» REQUIRED ACTION: Read the data below line by line and state how many lines hold "AnswerSet". Nothing else belongs in the answer.

┌─ EXTRACTED INFORMATION

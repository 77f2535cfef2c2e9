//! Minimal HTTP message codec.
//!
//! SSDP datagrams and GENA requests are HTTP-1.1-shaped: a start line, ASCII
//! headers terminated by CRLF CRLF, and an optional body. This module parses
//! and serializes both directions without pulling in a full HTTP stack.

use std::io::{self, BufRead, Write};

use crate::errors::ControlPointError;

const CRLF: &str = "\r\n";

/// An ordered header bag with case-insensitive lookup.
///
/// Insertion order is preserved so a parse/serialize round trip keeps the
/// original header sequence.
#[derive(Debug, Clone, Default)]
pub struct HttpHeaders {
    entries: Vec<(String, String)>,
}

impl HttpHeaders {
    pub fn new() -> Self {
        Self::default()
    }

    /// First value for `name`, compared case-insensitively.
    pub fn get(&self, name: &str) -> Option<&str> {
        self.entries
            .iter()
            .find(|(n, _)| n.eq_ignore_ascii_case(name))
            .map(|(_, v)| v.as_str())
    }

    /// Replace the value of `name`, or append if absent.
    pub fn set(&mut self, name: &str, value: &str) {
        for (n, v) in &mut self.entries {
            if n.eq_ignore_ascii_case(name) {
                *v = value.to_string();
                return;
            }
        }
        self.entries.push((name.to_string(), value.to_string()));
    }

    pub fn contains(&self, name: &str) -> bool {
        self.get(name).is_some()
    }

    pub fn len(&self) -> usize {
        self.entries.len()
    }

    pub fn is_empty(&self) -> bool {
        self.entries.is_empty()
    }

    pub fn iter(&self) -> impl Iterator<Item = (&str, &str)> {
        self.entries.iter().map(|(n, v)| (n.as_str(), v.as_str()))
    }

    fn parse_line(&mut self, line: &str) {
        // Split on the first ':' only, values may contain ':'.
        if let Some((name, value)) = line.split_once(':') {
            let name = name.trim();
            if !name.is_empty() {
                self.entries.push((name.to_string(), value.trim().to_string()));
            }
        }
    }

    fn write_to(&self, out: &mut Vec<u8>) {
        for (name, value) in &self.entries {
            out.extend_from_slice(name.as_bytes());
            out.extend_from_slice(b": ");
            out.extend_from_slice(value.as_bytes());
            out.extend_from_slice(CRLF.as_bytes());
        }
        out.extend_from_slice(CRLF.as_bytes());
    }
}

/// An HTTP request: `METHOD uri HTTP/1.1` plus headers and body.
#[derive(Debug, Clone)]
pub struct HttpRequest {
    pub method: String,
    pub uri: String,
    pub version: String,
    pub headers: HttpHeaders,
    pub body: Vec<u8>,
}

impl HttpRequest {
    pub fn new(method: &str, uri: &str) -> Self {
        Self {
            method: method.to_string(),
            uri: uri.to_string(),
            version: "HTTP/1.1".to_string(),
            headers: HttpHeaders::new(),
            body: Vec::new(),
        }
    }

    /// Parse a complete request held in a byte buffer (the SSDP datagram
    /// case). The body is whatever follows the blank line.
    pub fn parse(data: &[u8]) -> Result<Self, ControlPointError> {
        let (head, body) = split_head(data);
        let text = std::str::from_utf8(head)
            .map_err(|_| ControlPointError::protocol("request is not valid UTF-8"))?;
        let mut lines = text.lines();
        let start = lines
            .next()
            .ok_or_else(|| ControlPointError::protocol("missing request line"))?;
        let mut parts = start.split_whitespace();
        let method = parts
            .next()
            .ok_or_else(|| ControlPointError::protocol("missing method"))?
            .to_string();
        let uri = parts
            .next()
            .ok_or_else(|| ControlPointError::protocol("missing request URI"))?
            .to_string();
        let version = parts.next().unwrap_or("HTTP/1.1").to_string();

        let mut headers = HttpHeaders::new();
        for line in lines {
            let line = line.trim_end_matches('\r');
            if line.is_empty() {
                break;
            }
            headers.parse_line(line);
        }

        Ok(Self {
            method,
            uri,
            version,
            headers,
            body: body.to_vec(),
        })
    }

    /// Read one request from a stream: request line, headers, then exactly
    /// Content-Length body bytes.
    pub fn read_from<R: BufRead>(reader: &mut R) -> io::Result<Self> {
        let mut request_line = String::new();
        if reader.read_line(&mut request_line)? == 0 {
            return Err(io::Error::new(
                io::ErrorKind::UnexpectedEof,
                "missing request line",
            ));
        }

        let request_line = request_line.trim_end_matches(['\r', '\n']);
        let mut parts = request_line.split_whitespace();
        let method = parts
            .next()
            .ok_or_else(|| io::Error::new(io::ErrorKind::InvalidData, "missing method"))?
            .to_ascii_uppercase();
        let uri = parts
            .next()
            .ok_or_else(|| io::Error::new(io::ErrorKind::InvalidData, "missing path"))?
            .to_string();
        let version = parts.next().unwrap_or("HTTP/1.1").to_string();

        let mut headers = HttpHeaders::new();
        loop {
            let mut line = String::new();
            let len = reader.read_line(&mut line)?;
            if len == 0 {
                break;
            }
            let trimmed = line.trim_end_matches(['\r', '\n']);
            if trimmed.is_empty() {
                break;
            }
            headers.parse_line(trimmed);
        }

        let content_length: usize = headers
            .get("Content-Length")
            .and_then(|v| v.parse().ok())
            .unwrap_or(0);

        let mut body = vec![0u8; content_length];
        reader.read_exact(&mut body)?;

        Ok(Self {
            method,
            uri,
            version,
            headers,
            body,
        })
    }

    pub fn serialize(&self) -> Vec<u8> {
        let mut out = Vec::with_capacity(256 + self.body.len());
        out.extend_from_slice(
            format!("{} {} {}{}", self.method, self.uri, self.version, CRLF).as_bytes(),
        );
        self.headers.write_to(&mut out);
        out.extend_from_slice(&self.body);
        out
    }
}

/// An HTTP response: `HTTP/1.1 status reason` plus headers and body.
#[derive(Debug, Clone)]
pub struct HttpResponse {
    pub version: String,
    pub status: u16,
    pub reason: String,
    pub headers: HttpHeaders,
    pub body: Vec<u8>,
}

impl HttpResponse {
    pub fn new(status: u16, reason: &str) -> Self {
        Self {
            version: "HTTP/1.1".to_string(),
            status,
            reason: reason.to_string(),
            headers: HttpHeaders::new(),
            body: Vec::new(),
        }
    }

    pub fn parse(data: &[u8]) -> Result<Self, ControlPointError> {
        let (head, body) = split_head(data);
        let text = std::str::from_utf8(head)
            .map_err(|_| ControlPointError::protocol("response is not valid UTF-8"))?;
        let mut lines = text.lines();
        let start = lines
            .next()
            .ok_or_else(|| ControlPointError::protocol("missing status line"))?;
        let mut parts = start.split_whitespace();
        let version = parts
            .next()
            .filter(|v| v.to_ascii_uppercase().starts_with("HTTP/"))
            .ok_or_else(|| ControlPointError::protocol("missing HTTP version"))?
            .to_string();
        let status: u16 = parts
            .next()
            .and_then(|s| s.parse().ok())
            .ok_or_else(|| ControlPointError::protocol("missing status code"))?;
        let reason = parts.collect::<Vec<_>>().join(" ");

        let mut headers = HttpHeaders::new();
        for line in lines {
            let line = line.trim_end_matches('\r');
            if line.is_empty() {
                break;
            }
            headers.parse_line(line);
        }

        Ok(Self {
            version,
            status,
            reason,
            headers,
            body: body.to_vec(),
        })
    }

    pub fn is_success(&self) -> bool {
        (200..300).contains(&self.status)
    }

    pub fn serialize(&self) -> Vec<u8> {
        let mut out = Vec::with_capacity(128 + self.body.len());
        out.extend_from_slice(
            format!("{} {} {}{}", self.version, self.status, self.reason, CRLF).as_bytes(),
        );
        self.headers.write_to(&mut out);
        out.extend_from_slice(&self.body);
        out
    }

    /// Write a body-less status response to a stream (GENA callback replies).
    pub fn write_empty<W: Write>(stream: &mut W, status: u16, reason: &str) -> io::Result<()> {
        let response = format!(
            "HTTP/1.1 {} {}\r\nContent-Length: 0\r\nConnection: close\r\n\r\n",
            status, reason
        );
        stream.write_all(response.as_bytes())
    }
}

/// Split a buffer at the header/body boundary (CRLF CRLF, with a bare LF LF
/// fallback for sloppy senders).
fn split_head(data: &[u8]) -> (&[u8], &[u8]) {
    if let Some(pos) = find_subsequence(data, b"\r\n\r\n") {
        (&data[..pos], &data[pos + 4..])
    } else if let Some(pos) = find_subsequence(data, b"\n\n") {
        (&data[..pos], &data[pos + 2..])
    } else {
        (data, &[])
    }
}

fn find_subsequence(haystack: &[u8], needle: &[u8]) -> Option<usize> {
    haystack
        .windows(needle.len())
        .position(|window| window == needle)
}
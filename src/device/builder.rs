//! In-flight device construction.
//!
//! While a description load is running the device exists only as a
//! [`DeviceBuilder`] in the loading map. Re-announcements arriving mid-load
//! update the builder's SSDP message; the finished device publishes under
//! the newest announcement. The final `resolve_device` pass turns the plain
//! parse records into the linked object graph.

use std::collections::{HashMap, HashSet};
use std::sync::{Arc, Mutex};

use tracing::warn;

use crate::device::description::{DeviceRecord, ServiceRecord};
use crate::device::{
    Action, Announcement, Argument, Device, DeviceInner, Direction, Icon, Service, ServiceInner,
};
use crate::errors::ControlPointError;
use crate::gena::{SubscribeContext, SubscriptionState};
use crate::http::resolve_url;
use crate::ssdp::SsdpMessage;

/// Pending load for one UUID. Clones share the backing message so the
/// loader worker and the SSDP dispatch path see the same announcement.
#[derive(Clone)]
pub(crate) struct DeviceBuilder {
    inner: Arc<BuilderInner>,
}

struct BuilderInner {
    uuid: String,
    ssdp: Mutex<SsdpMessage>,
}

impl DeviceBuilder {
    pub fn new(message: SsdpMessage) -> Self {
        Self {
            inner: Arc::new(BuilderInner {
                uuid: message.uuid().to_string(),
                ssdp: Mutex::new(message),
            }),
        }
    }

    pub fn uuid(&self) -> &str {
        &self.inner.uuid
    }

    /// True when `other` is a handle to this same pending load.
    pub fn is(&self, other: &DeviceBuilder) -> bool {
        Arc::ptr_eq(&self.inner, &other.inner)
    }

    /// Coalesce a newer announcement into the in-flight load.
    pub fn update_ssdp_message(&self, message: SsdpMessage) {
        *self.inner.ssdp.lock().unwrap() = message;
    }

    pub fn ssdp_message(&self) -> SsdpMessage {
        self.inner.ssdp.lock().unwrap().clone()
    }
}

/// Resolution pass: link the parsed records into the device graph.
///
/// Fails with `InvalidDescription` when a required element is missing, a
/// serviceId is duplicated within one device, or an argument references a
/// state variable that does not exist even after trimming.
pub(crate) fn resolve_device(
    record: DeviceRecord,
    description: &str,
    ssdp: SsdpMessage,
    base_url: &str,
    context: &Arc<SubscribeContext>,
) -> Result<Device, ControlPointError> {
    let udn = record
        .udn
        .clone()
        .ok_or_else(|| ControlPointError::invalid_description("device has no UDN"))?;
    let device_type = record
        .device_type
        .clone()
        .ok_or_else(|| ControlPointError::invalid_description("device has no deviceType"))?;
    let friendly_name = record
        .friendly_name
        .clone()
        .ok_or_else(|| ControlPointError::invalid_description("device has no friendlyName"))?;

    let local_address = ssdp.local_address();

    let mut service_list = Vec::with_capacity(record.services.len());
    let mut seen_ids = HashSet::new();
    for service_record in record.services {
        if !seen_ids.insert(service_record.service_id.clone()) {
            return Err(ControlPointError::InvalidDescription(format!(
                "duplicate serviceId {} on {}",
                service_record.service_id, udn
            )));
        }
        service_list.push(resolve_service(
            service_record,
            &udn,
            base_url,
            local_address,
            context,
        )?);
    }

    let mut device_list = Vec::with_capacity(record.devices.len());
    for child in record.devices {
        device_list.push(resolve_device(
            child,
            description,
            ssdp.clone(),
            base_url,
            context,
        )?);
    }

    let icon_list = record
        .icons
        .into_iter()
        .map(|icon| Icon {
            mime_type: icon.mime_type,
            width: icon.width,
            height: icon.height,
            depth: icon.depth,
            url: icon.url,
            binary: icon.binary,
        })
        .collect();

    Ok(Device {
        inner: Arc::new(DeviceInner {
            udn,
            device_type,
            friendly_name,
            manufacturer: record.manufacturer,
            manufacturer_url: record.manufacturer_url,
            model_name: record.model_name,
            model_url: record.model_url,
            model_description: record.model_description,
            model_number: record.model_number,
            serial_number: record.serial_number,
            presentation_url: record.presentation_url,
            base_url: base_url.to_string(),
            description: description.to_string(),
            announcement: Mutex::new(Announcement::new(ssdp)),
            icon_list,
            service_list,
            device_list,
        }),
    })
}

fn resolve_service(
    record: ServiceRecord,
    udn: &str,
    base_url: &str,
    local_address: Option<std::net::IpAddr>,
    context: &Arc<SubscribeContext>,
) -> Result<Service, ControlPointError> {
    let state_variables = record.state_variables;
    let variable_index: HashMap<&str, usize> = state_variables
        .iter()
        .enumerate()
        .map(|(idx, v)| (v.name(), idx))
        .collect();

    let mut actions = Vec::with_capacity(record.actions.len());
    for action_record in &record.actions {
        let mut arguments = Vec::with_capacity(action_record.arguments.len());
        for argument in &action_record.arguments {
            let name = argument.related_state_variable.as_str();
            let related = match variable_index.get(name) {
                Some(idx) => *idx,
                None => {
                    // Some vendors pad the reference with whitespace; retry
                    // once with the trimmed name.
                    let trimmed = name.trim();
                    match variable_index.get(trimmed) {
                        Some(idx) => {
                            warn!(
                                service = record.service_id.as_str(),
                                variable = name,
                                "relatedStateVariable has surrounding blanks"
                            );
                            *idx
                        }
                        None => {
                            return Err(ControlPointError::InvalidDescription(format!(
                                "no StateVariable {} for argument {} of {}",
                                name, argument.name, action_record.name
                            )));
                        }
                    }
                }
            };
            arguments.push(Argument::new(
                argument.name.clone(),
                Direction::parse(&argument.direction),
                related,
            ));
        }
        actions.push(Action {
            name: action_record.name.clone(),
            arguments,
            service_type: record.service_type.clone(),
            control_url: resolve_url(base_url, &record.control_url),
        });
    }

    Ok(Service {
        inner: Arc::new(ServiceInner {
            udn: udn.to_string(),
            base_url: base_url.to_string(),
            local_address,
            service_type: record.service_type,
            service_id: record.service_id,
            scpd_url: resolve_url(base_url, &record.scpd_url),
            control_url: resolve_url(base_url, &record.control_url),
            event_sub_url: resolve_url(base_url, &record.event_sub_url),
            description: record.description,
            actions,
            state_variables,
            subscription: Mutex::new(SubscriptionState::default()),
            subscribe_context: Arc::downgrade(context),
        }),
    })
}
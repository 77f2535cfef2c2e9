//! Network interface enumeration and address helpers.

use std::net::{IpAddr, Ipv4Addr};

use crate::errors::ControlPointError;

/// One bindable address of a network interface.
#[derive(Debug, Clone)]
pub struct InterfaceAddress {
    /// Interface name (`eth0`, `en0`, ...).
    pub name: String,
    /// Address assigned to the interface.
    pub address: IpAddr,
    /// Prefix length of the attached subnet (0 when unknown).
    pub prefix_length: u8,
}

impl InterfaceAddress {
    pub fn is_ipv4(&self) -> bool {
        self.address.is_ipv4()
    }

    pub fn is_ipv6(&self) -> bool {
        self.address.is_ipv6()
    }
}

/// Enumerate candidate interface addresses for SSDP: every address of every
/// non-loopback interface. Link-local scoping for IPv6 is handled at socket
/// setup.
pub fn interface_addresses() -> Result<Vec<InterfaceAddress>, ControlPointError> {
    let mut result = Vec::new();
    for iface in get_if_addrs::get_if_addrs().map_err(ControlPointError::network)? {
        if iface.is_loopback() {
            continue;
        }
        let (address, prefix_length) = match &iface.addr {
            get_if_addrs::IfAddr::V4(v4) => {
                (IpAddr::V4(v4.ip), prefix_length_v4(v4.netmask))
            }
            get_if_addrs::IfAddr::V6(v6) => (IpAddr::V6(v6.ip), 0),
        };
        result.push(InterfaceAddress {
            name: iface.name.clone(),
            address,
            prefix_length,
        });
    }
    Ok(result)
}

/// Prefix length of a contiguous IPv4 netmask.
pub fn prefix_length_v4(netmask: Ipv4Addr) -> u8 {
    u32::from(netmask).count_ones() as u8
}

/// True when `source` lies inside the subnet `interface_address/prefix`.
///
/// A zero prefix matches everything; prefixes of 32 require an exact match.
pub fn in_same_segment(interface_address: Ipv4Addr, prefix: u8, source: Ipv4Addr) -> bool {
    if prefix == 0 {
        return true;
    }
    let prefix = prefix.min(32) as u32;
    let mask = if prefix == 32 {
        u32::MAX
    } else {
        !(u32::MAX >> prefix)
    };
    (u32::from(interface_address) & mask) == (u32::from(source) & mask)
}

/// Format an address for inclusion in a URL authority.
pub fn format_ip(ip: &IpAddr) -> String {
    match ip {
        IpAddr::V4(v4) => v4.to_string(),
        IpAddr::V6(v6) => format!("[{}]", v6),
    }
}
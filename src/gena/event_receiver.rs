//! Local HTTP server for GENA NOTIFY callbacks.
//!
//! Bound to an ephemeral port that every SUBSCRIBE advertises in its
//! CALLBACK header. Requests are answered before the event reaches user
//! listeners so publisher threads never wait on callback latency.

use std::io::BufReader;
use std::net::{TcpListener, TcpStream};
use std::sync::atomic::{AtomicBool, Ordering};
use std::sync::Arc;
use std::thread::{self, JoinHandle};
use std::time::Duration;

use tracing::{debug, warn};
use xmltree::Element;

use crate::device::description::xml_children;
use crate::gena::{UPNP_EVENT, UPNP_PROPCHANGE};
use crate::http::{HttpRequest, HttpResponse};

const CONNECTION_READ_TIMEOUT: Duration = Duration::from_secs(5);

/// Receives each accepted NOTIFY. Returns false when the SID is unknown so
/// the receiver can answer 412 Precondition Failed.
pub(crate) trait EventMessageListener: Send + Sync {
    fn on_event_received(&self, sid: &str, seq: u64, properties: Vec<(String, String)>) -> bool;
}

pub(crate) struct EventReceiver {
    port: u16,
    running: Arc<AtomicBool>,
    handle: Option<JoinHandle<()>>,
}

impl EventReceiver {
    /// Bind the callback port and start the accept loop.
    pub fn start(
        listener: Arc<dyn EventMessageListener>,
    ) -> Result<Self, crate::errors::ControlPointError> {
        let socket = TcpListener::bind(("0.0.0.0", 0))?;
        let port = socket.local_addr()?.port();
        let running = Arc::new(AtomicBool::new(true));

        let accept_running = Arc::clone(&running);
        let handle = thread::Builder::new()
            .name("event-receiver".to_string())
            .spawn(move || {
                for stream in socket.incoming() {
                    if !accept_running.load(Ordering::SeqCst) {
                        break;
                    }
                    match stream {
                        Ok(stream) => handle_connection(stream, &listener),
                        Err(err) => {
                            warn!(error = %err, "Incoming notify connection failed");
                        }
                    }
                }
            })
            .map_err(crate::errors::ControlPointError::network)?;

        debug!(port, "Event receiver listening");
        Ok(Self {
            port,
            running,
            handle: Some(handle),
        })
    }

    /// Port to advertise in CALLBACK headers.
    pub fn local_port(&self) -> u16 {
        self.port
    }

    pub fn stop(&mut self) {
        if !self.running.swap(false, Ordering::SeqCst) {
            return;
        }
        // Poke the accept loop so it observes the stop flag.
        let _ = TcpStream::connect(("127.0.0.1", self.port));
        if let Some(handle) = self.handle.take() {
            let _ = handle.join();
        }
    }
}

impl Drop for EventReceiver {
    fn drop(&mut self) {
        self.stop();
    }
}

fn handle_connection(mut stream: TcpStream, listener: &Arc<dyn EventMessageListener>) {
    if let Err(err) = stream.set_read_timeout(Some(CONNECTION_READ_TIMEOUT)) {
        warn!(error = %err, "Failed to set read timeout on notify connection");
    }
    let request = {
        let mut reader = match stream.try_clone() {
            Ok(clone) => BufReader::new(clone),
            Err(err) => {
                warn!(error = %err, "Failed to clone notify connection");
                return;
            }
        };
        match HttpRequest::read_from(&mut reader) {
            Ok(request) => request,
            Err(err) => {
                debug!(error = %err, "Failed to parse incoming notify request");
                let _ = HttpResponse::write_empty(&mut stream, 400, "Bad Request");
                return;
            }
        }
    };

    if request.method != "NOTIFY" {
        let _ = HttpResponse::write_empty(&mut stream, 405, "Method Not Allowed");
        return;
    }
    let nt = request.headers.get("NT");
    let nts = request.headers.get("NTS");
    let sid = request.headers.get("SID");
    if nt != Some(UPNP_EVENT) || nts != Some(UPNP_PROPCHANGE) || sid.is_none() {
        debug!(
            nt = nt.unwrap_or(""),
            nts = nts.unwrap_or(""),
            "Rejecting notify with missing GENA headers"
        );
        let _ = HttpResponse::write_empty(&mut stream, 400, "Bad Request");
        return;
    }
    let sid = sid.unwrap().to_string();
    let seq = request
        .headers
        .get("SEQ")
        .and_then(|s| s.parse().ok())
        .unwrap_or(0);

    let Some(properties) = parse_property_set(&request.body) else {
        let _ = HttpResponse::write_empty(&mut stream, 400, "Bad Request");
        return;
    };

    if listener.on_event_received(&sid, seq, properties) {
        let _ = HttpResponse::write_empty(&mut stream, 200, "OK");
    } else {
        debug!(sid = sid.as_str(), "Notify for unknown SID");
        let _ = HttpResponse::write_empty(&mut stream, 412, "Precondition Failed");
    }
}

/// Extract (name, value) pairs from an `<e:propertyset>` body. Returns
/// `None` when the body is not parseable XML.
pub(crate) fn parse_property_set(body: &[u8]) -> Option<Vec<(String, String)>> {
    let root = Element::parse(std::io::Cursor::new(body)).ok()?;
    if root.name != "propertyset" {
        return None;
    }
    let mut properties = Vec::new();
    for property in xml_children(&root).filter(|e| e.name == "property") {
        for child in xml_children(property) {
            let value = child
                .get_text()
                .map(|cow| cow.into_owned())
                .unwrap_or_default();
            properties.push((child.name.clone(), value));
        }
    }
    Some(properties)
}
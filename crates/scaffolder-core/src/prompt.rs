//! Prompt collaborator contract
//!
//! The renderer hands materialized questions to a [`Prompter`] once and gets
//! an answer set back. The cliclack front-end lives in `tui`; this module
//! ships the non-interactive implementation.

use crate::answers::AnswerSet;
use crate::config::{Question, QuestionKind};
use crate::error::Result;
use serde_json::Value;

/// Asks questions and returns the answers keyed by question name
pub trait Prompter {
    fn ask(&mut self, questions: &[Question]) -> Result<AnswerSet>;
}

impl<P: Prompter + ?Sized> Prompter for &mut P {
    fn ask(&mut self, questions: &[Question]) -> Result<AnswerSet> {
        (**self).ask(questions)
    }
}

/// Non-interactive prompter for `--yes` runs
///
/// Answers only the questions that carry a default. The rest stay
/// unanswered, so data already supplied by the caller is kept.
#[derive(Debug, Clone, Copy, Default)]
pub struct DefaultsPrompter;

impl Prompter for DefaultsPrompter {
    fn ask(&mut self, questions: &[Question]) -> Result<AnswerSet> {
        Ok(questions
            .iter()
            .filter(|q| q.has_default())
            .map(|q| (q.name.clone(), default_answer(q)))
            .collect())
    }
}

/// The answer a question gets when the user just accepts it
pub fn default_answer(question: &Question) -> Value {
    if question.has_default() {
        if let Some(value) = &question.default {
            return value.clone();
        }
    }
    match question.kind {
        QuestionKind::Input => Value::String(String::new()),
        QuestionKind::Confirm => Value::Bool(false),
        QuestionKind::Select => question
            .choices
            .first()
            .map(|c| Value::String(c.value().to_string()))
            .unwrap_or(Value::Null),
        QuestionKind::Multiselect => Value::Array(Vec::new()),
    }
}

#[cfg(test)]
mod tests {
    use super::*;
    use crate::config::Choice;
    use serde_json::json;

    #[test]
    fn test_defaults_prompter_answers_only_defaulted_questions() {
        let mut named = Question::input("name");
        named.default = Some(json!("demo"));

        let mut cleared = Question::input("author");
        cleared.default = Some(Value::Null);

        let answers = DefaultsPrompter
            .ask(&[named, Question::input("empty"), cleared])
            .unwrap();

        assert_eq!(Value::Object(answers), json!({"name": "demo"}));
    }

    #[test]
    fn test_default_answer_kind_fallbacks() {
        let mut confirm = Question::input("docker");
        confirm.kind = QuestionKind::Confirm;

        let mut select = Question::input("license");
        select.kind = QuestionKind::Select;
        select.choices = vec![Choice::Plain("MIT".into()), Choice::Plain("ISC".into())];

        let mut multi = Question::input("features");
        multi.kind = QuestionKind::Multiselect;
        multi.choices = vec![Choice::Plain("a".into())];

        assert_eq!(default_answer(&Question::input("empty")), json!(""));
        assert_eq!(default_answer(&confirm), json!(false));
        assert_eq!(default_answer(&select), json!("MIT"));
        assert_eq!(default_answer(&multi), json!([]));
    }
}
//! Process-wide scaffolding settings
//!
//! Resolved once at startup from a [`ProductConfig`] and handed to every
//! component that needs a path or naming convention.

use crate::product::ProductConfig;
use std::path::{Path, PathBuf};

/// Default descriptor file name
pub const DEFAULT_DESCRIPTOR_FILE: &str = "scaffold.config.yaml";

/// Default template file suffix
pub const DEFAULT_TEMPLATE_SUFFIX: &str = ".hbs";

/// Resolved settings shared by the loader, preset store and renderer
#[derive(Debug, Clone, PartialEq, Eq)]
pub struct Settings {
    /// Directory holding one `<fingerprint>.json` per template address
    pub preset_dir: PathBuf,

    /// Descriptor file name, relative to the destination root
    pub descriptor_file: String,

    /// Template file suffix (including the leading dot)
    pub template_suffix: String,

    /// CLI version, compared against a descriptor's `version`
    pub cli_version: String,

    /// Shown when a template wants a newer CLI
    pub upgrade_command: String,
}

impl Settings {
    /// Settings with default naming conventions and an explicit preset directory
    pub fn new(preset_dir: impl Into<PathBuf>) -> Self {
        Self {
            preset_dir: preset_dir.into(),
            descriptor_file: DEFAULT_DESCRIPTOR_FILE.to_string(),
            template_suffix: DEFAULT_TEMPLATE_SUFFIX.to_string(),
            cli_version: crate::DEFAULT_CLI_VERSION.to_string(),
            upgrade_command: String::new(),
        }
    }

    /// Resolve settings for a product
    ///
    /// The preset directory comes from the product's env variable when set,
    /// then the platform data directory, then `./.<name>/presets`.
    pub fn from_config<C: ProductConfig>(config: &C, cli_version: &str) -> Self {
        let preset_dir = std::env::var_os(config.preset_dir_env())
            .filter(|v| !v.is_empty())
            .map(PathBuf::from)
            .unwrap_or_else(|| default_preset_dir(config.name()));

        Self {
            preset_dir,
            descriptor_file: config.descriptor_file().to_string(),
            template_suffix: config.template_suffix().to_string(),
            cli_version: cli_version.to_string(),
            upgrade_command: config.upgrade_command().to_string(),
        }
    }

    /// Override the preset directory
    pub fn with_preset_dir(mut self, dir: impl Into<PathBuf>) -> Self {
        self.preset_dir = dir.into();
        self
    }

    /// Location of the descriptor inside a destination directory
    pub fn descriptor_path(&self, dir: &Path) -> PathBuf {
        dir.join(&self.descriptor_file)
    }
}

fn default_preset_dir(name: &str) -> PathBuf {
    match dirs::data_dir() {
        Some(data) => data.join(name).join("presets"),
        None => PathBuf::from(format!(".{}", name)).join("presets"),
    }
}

└─

» ANSWER BOX: 4